Cesar Virata


Cesar Enrique Aguinaldo Virata is a Filipino politician and businessman who was the fourth Prime Minister of the Philippines from 1981 to 1986. He is currently corporate vice chairman of the Rizal Commercial Banking Corporation.
He is the eponym of the Cesar Virata School of Business, the business school of the University of the Philippines Diliman.

Government service

Finance minister

He served as Finance Minister from 1970 to 1986 under President Ferdinand Marcos.

Prime Minister of the Philippines

Virata served as Prime Minister of the Philippines from 1981 to 1986 under the Interim Batasang Pambansa and the Regular Batasang Pambansa, concurrently with his position as Finance Minister.
for Onofre Corpuz, April 1, 2013.
He also headed the National Economic and Development Authority, the country's highest economic planning body, while also serving as the Prime Minister. Virata was the third to occupy the position and was succeeded by economist Vicente Valdepeñas, Jr..

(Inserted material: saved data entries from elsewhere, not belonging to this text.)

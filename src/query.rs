//! Read-only package queries.
//!
//! Each call runs one tool invocation and hands back its stdout, sometimes
//! with a light parse on top. Output formats belong to the tools; nothing is
//! validated beyond splitting lines and fields.
use crate::backend::{AurHelper, Backend};
use crate::error::{PkgError, Result};
use crate::process::{CommandOutput, CommandRunner, Language, SystemRunner};
use regex::Regex;
use std::sync::Arc;
use tracing::debug;

pub struct Query {
    backend: Arc<dyn Backend>,
    runner: Arc<dyn CommandRunner>,
    aur: Option<AurHelper>,
    lang: Language,
}

impl Query {
    pub fn new(backend: Arc<dyn Backend>) -> Self {
        Self::with_runner(backend, Arc::new(SystemRunner))
    }

    pub fn with_runner(backend: Arc<dyn Backend>, runner: Arc<dyn CommandRunner>) -> Self {
        Self {
            backend,
            runner,
            aur: None,
            lang: Language::English,
        }
    }

    pub fn with_aur_helper(mut self, aur: Option<AurHelper>) -> Self {
        self.aur = aur;
        self
    }

    /// Locale for queries whose output is printed verbatim.
    pub fn with_language(mut self, lang: Language) -> Self {
        self.lang = lang;
        self
    }

    pub fn backend(&self) -> &dyn Backend {
        self.backend.as_ref()
    }

    pub fn aur_helper(&self) -> Option<&AurHelper> {
        self.aur.as_ref()
    }

    async fn run(&self, program: &str, args: &[String]) -> CommandOutput {
        self.runner.run(program, args, self.lang).await
    }

    /// Run the backend tool with `args`; stdout, or empty on failure.
    pub async fn perform_query(&self, args: &[String]) -> Vec<u8> {
        let out = self.run(self.backend.program(), args).await;
        if let Some(err) = out.error_string() {
            debug!(program = self.backend.program(), ?args, error = %err, "query failed");
        }
        out.stdout
    }

    /// Like [`Query::perform_query`] but reports the tool's error text.
    pub async fn try_query(&self, args: &[String]) -> Result<Vec<u8>> {
        let out = self.run(self.backend.program(), args).await;
        let line = format!("{} {}", self.backend.program(), args.join(" "));
        Ok(out.into_result(&line)?.stdout)
    }

    pub async fn perform_aur_command(&self, args: &[String]) -> Result<Vec<u8>> {
        let helper = self
            .aur
            .as_ref()
            .ok_or_else(|| PkgError::Unsupported("AUR queries".into(), self.backend.name()))?;
        Ok(self.run(&helper.binary, args).await.stdout)
    }

    /// Remote packages matching `search`; without comment search the whole
    /// remote list is fetched and filtered on package name.
    pub async fn remote_package_list(&self, search: &str, use_comment_search: bool) -> Vec<u8> {
        let out = self
            .perform_query(&self.backend.search(search, use_comment_search))
            .await;
        if use_comment_search {
            return out;
        }
        let needle = search.to_lowercase();
        let mut filtered = Vec::new();
        for line in String::from_utf8_lossy(&out).lines() {
            // "-Sl" lines are "repo name version", rquery lines are "name version"
            let name = match self.backend.name() {
                "pacman" => line.split_whitespace().nth(1),
                _ => line.split_whitespace().next(),
            };
            if name.is_some_and(|n| n.to_lowercase().contains(&needle)) {
                filtered.extend_from_slice(line.as_bytes());
                filtered.push(b'\n');
            }
        }
        filtered
    }

    pub async fn aur_search(&self, search: &str) -> Result<Vec<u8>> {
        let args = self.require_aur()?.search(search);
        self.perform_aur_command(&args).await
    }

    pub async fn unrequired_package_list(&self) -> Vec<u8> {
        self.perform_query(&self.backend.unrequired()).await
    }

    pub async fn outdated_package_list(&self) -> Vec<u8> {
        self.perform_query(&self.backend.outdated()).await
    }

    pub async fn outdated_aur_package_list(&self) -> Result<Vec<u8>> {
        let args = self.require_aur()?.outdated();
        self.perform_aur_command(&args).await
    }

    /// `(name, installed, available)` for every outdated AUR package.
    pub async fn aur_package_version_information(&self) -> Result<Vec<(String, String, String)>> {
        Ok(outdated_versions(&self.outdated_aur_package_list().await?))
    }

    pub async fn aur_package_information(&self, pkg: &str) -> Result<Vec<u8>> {
        let args = self.require_aur()?.info(pkg);
        self.perform_aur_command(&args).await
    }

    pub async fn foreign_package_list(&self) -> Result<Vec<u8>> {
        Ok(self.perform_query(&self.backend.foreign()?).await)
    }

    /// Package names `pkg` would pull in, one per line.
    pub async fn dependencies_list(&self, pkg: &str) -> Vec<u8> {
        self.perform_query(&self.backend.dependencies(pkg)).await
    }

    pub async fn package_list(&self, repo: Option<&str>) -> Vec<u8> {
        self.perform_query(&self.backend.package_list(repo)).await
    }

    /// Info block for `pkg`; `foreign` packages only exist locally.
    pub async fn package_information(&self, pkg: &str, foreign: bool) -> Vec<u8> {
        self.perform_query(&self.backend.info(pkg, foreign)).await
    }

    pub async fn package_contents(&self, pkg: &str) -> Vec<u8> {
        self.perform_query(&self.backend.contents(pkg)).await
    }

    pub fn is_pkgfile_installed(&self) -> bool {
        crate::system::has_executable("pkgfile")
    }

    /// File list of a package that need not be installed (pkgfile database).
    pub async fn package_contents_pkgfile(&self, pkg: &str) -> Result<Vec<u8>> {
        if !self.is_pkgfile_installed() {
            return Err(PkgError::Unsupported("pkgfile lookups".into(), self.backend.name()));
        }
        let args = vec!["-l".to_string(), pkg.to_string()];
        let out = self.run("pkgfile", &args).await;
        Ok(out.into_result(&format!("pkgfile -l {}", pkg))?.stdout)
    }

    /// Name of the installed package owning `file_path`, if any.
    pub async fn package_by_file_path(&self, file_path: &str) -> Option<String> {
        let out = self.perform_query(&self.backend.owner(file_path)).await;
        parse_owner(&String::from_utf8_lossy(&out))
    }

    /// Repository paths whose file name matches `file` (pkgfile search).
    pub async fn file_path_suggestions(&self, file: &str) -> Vec<String> {
        if !self.is_pkgfile_installed() {
            return Vec::new();
        }
        let args = vec!["-s".to_string(), file.to_string()];
        let out = self.run("pkgfile", &args).await;
        lines(&out.stdout)
    }

    pub async fn package_groups(&self) -> Result<Vec<u8>> {
        Ok(self.perform_query(&self.backend.groups()?).await)
    }

    pub async fn packages_from_group(&self, group: &str) -> Result<Vec<u8>> {
        Ok(self.perform_query(&self.backend.group_members(group)?).await)
    }

    pub async fn installed_packages(&self) -> Vec<u8> {
        self.perform_query(&self.backend.installed()).await
    }

    /// Targets an upgrade (of everything, or of `pkg`) would touch.
    pub async fn target_upgrade_list(&self, pkg: Option<&str>) -> Vec<u8> {
        self.perform_query(&self.backend.target_upgrade(pkg)).await
    }

    pub async fn target_removal_list(&self, pkg: &str) -> Vec<u8> {
        self.perform_query(&self.backend.target_removal(pkg)).await
    }

    pub async fn field_from_local_package(&self, field: &str, pkg: &str) -> Option<String> {
        let out = self.perform_query(&self.backend.info(pkg, true)).await;
        extract_field(&String::from_utf8_lossy(&out), field)
    }

    pub async fn field_from_remote_package(&self, field: &str, pkg: &str) -> Option<String> {
        let out = self.perform_query(&self.backend.info(pkg, false)).await;
        extract_field(&String::from_utf8_lossy(&out), field)
    }

    /// `IgnorePkg` entries; only pacman has such a list.
    pub fn ignored_packages(&self) -> Vec<String> {
        match self.backend.name() {
            "pacman" => crate::pacman_conf::ignore_pkgs(),
            _ => Vec::new(),
        }
    }

    fn require_aur(&self) -> Result<&AurHelper> {
        self.aur
            .as_ref()
            .ok_or_else(|| PkgError::Unsupported("AUR queries".into(), self.backend.name()))
    }
}

/// Non-empty trimmed lines of raw tool output.
pub fn lines(raw: &[u8]) -> Vec<String> {
    String::from_utf8_lossy(raw)
        .lines()
        .map(str::trim)
        .filter(|l| !l.is_empty())
        .map(str::to_string)
        .collect()
}

/// Value of the first `Field : value` line; continuation lines are joined.
pub fn extract_field(info: &str, field: &str) -> Option<String> {
    let re = Regex::new(&format!(r"^{}\s*:\s*(.*)$", regex::escape(field))).ok()?;
    let mut found: Option<String> = None;
    for line in info.lines() {
        match found.as_mut() {
            None => {
                if let Some(caps) = re.captures(line) {
                    found = Some(caps[1].trim().to_string());
                }
            }
            Some(value) => {
                // pacman indents wrapped values; a new "Key :" line ends the field
                if line.starts_with(char::is_whitespace) && !line.trim().is_empty() {
                    value.push(' ');
                    value.push_str(line.trim());
                } else {
                    break;
                }
            }
        }
    }
    found.filter(|v| !v.is_empty() && v != "None")
}

/// Owner package from `pacman -Qo` ("... is owned by name version") or
/// `pkg which -q` ("name-version") output.
pub fn parse_owner(output: &str) -> Option<String> {
    let line = output.lines().map(str::trim).find(|l| !l.is_empty())?;
    if let Some((_, rest)) = line.split_once(" is owned by ") {
        return rest.split_whitespace().next().map(str::to_string);
    }
    if line.contains(' ') {
        return None;
    }
    // pkg prints name-version; strip the version suffix
    match line.rsplit_once('-') {
        Some((name, ver)) if ver.starts_with(|c: char| c.is_ascii_digit()) => Some(name.to_string()),
        _ => Some(line.to_string()),
    }
}

/// `name version` pairs from `-Qu`/`-Q` style listings, ignoring anything
/// after the version (e.g. "-> newversion" or "[ignored]").
pub fn name_version_pairs(raw: &[u8]) -> Vec<(String, String)> {
    lines(raw)
        .into_iter()
        .filter_map(|l| {
            let mut it = l.split_whitespace();
            Some((it.next()?.to_string(), it.next()?.to_string()))
        })
        .collect()
}

/// `(name, installed, available)` from `name old -> new` upgrade listings.
/// Lines without an arrow are skipped.
pub fn outdated_versions(raw: &[u8]) -> Vec<(String, String, String)> {
    lines(raw)
        .into_iter()
        .filter_map(|l| {
            let mut it = l.split_whitespace();
            let name = it.next()?;
            let old = it.next()?;
            if it.next()? != "->" {
                return None;
            }
            let new = it.next()?;
            Some((name.to_string(), old.to_string(), new.to_string()))
        })
        .collect()
}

After the 1986 EDSA Revolution

He was replaced as Prime Minister in the aftermath of the 1986 People Power Revolution by Salvador Laurel. Laurel succeeded Virata as Prime Minister on 25 February 1986, through the appointment of Corazon Aquino, but the position was abolished a month later by Proclamation No. 3. The office was confirmed as superseded by the 1987 Constitution, which again fused the offices of the head of state and the head of government in the President.

Academe

Prior to assuming leadership positions in the government service during the Marcos regime, Virata used to teach at the business school of the University of the Philippines Diliman. He served as dean of the College of Business Administration, which was named after him on April 12, 2013 by the University of the Philippines Board of Regents as the Cesar E.A. Virata School of Business. Several interest groups, including U.P. Kilos Na, have protested this renaming of the business school, and the BOR decided to restudy its decision during its board meeting held last July 29, 2013. Some members in certain interest groups, including U.P. Kilos Na, the UP Diliman University Council, undergraduates of the UP College of Business, and in the BOR itself then objected to renaming the business school after Virata. The matter was discussed at length in a series of meetings which resulted in the BOR re-affirming its decision to rename the college after Virata.

Family and personal life

Virata is married to Phylita Joy Gamboa, a popular stage actress, and has three children: Steven Cesar, a businessman; Gillian Joyce, an educator; and Michael Dean, a doctor specializing in infectious diseases. The grandnephew of the first President, Emilio Aguinaldo, Virata holds an MBA from the Wharton School of the University of Pennsylvania. Virata is also an accomplished tennis player. His uncle, Leonides Sarao Virata, also served during under Marcos as Secretary of Trade and Industry and chairman of the Development Bank of the Philippines. As with most of his family, Virata is a member of the Philippine Independent Church.

Biographies

Virata's life and his impact on Philippine economic history have been the subject of various books. The most of extensive biography to cover Virata as its main subject is Gerardo Sicat's 2014 biography, "Cesar Virata: Life and Times Through Four Decades of Philippine Economic History." He is also one of the main subjects of Teresa S. Encarnacion Tadem's 2019 Ateneo Press book "Philippine Politics and the Marcos Technocrats: The Emergence and Evolution of a Power Elite."